By Dr. David Jockers DC, MS, CSCS
December 31, 2018
Chronic disease continues to ravage our world today despite tremendous advances in health care. Therapeutic approaches to treating this wide-range suffering cannot be met by technological growth in pharmacology, genetic therapy, or surgery. It should be obvious that the real solution for treating cancer and disease is not found in a man-made pill but rather is found in regulating the metabolic functions within our bodies.
Western cultures today enjoy a diet rich in the delicacies that our ancestors did not consume on a regular basis such as grain, sugar, and starch. Research continues to show that sugar is the main source of fuel which feeds cancer and contributes to an inflammatory environment. Sugar essentially increases the risk for cancer and disease.
How the Ketogenic Diet Works
What is the Ketogenic Diet?
The Eskimos and Maasai group are cultures we often look at to learn how their scant consumption of carbohydrates sustained their bodies through harsh weather conditions. It turns out that their low carb diet switched their metabolism to burn fat instead of sugar or glucose.
This created a metabolic state known as ketosis, a process in which the body burns ketones to make energy, instead of relying on sugar or carbohydrates.

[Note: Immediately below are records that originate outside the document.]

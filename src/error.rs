//! Typed, exit-coded CLI errors. The solver itself has no recoverable
//! errors (every internal invariant is an assertion); this enum only
//! covers the command-line front end: bad options, unreadable input,
//! malformed puzzle text, and unwritable output.

use thiserror::Error;

/// CLI-facing error kinds, each mapped to a distinct process exit code.
#[derive(Debug, Error)]
pub enum CliError {
    /// unknown flag or bad option value
    #[error("invalid option: {0}")]
    InvalidOption(String),
    /// the input file could not be opened or read
    #[error("could not read input: {0}")]
    InputIo(#[source] std::io::Error),
    /// ragged rows, an unrecognized cell character, or a missing K
    #[error("malformed input: {0}")]
    MalformedInput(String),
    /// the output file could not be written
    #[error("could not write output: {0}")]
    OutputIo(#[source] std::io::Error),
}

impl CliError {
    /// the process exit code this error kind maps to
    pub fn exit_code(&self) -> i32 {
        match self {
            CliError::InvalidOption(_) => 2,
            CliError::InputIo(_) => 3,
            CliError::MalformedInput(_) => 4,
            CliError::OutputIo(_) => 5,
        }
    }
}
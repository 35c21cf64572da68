//! Strawberry Fields greenhouse covering solver.
//!
//! Given a rectangular grid of strawberries and a cardinality bound `K`,
//! approximates a minimum-cost set of at most `K` pairwise-disjoint
//! axis-aligned rectangles ("greenhouses") covering every strawberry.
//! Not a proved optimum: this is a three-phase approximation pipeline
//! (chain-pruned candidate generation, greedy disjoint cover, local
//! search over pairwise joins) chosen to run in well under a second on
//! grids up to 50x50.

#![warn(missing_debug_implementations)]
#![warn(trivial_casts, trivial_numeric_casts)]
#![warn(unsafe_code)]

/// rectangle handles and the per-run bump allocator
pub mod arena;
/// per-run grid + arena bundle, threaded through the pipeline explicitly
pub mod context;
/// CLI-facing typed errors
pub mod error;
/// phase 1: chain-pruned candidate rectangle generation
pub mod generator;
/// grid state and the strawberry weight query
pub mod grid;
/// text format input/output
pub mod io;
/// A..Z,a..z,0 cover labeling
pub mod label;
/// phase 2: greedy disjoint cover
pub mod matcher;
/// the Rectangle record and its lazily-materialized span
pub mod rect;
/// phase 3: the local-search driver
pub mod search;
/// join construction and the Shade value object
pub mod shade;
/// the join/rectangle intersection classifier
pub mod slice;
/// orchestrates the full pipeline for one puzzle
pub mod solver;
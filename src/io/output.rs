//! Renders solved puzzles into the covering output format:
//! `Cardinality:`, `Cost:`, a `=` rule, the labeled field, a blank line,
//! per puzzle, followed by a trailing `Total Cost:` line.

use std::fmt::Write as _;

use crate::solver::SolvedPuzzle;

/// Renders one solved puzzle's output block (including its trailing
/// blank line).
pub fn render_puzzle(puzzle: &SolvedPuzzle) -> String {
    let grid = &puzzle.grid;
    let mut out = String::new();

    writeln!(out, "Cardinality:{}", puzzle.labels.len()).unwrap();
    writeln!(out, "Cost:{}", puzzle.total_cost).unwrap();
    writeln!(out, "{}", "=".repeat(grid.num_columns())).unwrap();

    let mut cells = vec![vec!['.'; grid.num_columns()]; grid.num_rows()];
    for &(id, label) in &puzzle.labels {
        let bounds = puzzle.arena.get(id).bounds();
        let row_span = bounds.bottom_row - bounds.top_row + 1;
        let col_span = bounds.bottom_col - bounds.top_col + 1;
        for row in cells.iter_mut().skip(bounds.top_row).take(row_span) {
            for cell in row.iter_mut().skip(bounds.top_col).take(col_span) {
                *cell = label;
            }
        }
    }
    for row in &cells {
        let line: String = row.iter().collect();
        writeln!(out, "{line}").unwrap();
    }
    writeln!(out).unwrap();

    out
}

/// Renders every solved puzzle followed by the `Total Cost:` summary line.
pub fn render_all(puzzles: &[SolvedPuzzle]) -> String {
    let mut out = String::new();
    let mut total = 0usize;
    for puzzle in puzzles {
        out.push_str(&render_puzzle(puzzle));
        total += puzzle.total_cost;
    }
    writeln!(out, "Total Cost: {total}").unwrap();
    out
}
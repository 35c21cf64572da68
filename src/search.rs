//! Phase 3: local search over joins. Repeatedly replaces two cover
//! members with their rectangular hull, reclassifying every other
//! member's intersection with that hull to preserve disjointness and
//! cardinality non-increase, choosing the most-improving join at each
//! step.

use crate::arena::RectId;
use crate::context::Context;
use crate::shade::{join_rectangles, Shade};
use crate::slice::{classify, IntersectionKind};

/// Runs local search to completion, mutating `cover` in place. Terminates
/// because each applied join either strictly decreases total cost or
/// strictly decreases cover cardinality, and cardinality is bounded below
/// by zero.
pub fn local_search(ctx: &mut Context, cover: &mut Vec<RectId>, k: usize) {
    loop {
        if cover.len() < 2 {
            return;
        }
        match best_shade(ctx, cover) {
            Some(shade) if shade.penalty <= 0 || cover.len() > k => {
                apply_shade(cover, &shade);
            }
            _ => return,
        }
    }
}

/// Builds a Shade for every unordered pair in `cover`, retains the ones
/// whose slice set contains no `Increasing` kind, and returns the one with
/// the lowest `(penalty, envelope.len())`.
fn best_shade(ctx: &mut Context, cover: &[RectId]) -> Option<Shade> {
    let mut best: Option<Shade> = None;

    for i in 0..cover.len() {
        for j in (i + 1)..cover.len() {
            let r1 = cover[i];
            let r2 = cover[j];
            if let Some(shade) = build_shade(ctx, cover, i, j, r1, r2) {
                let better = match &best {
                    None => true,
                    Some(b) => shade.is_better_than(b),
                };
                if better {
                    best = Some(shade);
                }
            }
        }
    }

    best
}

fn build_shade(ctx: &mut Context, cover: &[RectId], i: usize, j: usize, r1: RectId, r2: RectId) -> Option<Shade> {
    let join = join_rectangles(ctx, r1, r2);

    let mut envelope = Vec::new();
    let mut penumbra = Vec::new();

    for (idx, &r3) in cover.iter().enumerate() {
        if idx == i || idx == j {
            continue;
        }
        let slice = classify(ctx, join, r3);
        match slice.kind {
            IntersectionKind::Void => {}
            IntersectionKind::Decreasing => envelope.push(r3),
            IntersectionKind::NonIncreasing => {
                let bounds = slice.residual.expect("NonIncreasing slice always carries residual bounds");
                let weight = ctx.grid().weight(bounds.top_row, bounds.top_col, bounds.bottom_row, bounds.bottom_col);
                let residual_id = ctx.arena_mut().alloc(bounds, weight);
                let num_columns = ctx.num_columns();
                ctx.arena_mut().ensure_span(residual_id, num_columns);
                penumbra.push((r3, residual_id));
            }
            IntersectionKind::Increasing => return None, // cardinality would grow
        }
    }

    let cost_r1 = ctx.arena().get(r1).cost() as i64;
    let cost_r2 = ctx.arena().get(r2).cost() as i64;
    let cost_join = ctx.arena().get(join).cost() as i64;
    let envelope_cost: i64 = envelope.iter().map(|&e| ctx.arena().get(e).cost() as i64).sum();
    let area_saved: i64 = penumbra.iter()
        .map(|&(orig, residual)| (ctx.arena().get(orig).area() - ctx.arena().get(residual).area()) as i64)
        .sum();

    let penalty = cost_join - (cost_r1 + cost_r2 + envelope_cost + area_saved);
    Some(Shade { r1, r2, join, envelope, penumbra, penalty })
}

/// Removes `r1`, `r2`, and every envelope member from `cover`; replaces
/// every penumbra original with its residual in place; appends `join`.
fn apply_shade(cover: &mut Vec<RectId>, shade: &Shade) {
    let mut removed = vec![shade.r1, shade.r2];
    removed.extend(shade.envelope.iter().copied());

    let mut new_cover = Vec::with_capacity(cover.len());
    for &r in cover.iter() {
        if removed.contains(&r) {
            continue;
        }
        if let Some(&(_, residual)) = shade.penumbra.iter().find(|&&(original, _)| original == r) {
            new_cover.push(residual);
        } else {
            new_cover.push(r);
        }
    }
    new_cover.push(shade.join);
    *cover = new_cover;
}

#[cfg(test)]
mod tests {
    use super::*;
    use crate::generator::generate;
    use crate::grid::Grid;
    use crate::matcher::greedy_cover;

    fn grid_from_str(rows: &[&str]) -> Grid {
        Grid::new(rows.iter().map(|row| {
            row.chars().map(|c| if c == '@' { 1 } else { 0 }).collect()
        }).collect())
    }

    fn solve_with_local_search(grid: Grid, k: usize) -> (Context, Vec<RectId>) {
        let mut ctx = Context::new(grid);
        let candidates = generate(&mut ctx);
        let (mut cover, _) = greedy_cover(&mut ctx, candidates);
        local_search(&mut ctx, &mut cover, k);
        (ctx, cover)
    }

    #[test]
    fn scenario_c_joins_two_separated_singletons() {
        // K=2, field `@...@`: joining costs 15, two singletons cost 22.
        let (ctx, cover) = solve_with_local_search(grid_from_str(&["@...@"]), 2);
        assert_eq!(cover.len(), 1);
        let total_cost: usize = cover.iter().map(|&id| ctx.arena().get(id).cost()).sum();
        assert_eq!(total_cost, 15);
    }

    #[test]
    fn scenario_e_disjointness_after_joins() {
        // K=3, strawberries at the four corners of a 3x3 grid.
        let (ctx, cover) = solve_with_local_search(grid_from_str(&["@.@", "...", "@.@"]), 3);
        for i in 0..cover.len() {
            for j in (i + 1)..cover.len() {
                assert!(ctx.arena().span(cover[i]).is_disjoint(ctx.arena().span(cover[j])));
            }
        }
        let num_columns = 3;
        for &(r, c) in ctx.grid().strawberries() {
            let bit = r * num_columns + c;
            assert!(cover.iter().any(|&id| ctx.arena().span(id).contains(bit)));
        }
    }

    #[test]
    fn terminates_when_cardinality_bound_already_met() {
        let (_, cover) = solve_with_local_search(grid_from_str(&["@.@"]), 2);
        assert!(cover.len() <= 2);
    }
}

Ketones are metabolized by fatty acids in the liver for energy. (This source of fuel is capable of crossing the blood brain barrier and is an excellent form of energy for neurons.) When the body lacks glucose, which is its first source of fuel, ketones are created in its absence.
Ketosis was a beneficial process the human body developed as an adaptation to times when food was unavailable (such as for these hunter-gatherers). However, you can effectively produce ketones too by limiting the carbohydrates in your diet to less than 80 grams daily and protein to no more than 1.2 grams of protein/per kg lean body mass. As the body adapts to the use of ketone metabolism over time, the hormone in the liver that is essential to ketone metabolism (known as FGF21) becomes more efficient.
The Ketogenic Diet Starves Cancer
Otto Warburg was a leading cell biologist who led to the discovery that cancer cells are unable to flourish using energy produced from cellular respiration, but instead from glucose fermentation. Dr. Thomas Seyfried and other cancer researchers agree, and have further discovered that cancer cells are also fueled from the fermentation of the amino acid glutamine.
With ketogenic diets, lowering carbohydrates will reduce your levels of glucose, the fuel that feeds cancer cells. This will put your body into ketosis and will assist in depleting cancer cells of their energy supply.
Cancer cells are unlike normal cells in many ways, but one of their traits that is most unique regards insulin receptors. They have ten times more insulin receptors on their cellular surface. This enables cancer cells to gorge themselves in glucose and nutrients coming from the bloodstream at a very high rate. As you continue to consume glucose as your primary diet source, cancer cells will continue to thrive and spread. It is no surprise that the lowest survival rate in cancer patients is among those with the highest blood sugar levels.
Cancer cells have damaged mitochondria and lack the ability to create energy from aerobic respiration. They cannot metabolize fatty acids for energy. For this reason, cancer cells thrive in oxygen-depleted environments. Instead, cancer cells metabolize glucose and amino acids. Restricting glucose or the amino acid glutamine is essential to starve off cancer.
Intermittent Fasting and Cancer Prevention
The ketogenic diet is particularly effective when combined with periods of intermittent fasting. Fasting increases ketone production and can starve cancer cells. Late stage cancer patients can further weaken their cancer cells by completing a lemon water cleanse for three to seven days.
In today’s modern diet, snacks and meals have us eating up to five times a day, preventing any sort of intermittent cell fasting. As nutrition is constantly supplied, blood sugar levels remain elevated, insulin levels remain high, and the fuel source needed for cancer cells to develop and grow remains a constant threat.
A lifestyle of fasting may involve an individual eating for a period of only 4-8 hours in one day. A 20-hour fast may involve eating food between 3pm and 7pm each day. This regular intermittent fasting lifestyle allows the body to produce ketones in order to fuel the entire body. The 20-hour fast may be optimal for individuals with the diagnosis of cancer, but may otherwise be incorporated into your lifestyle using a 16 to 18 hour fasting period.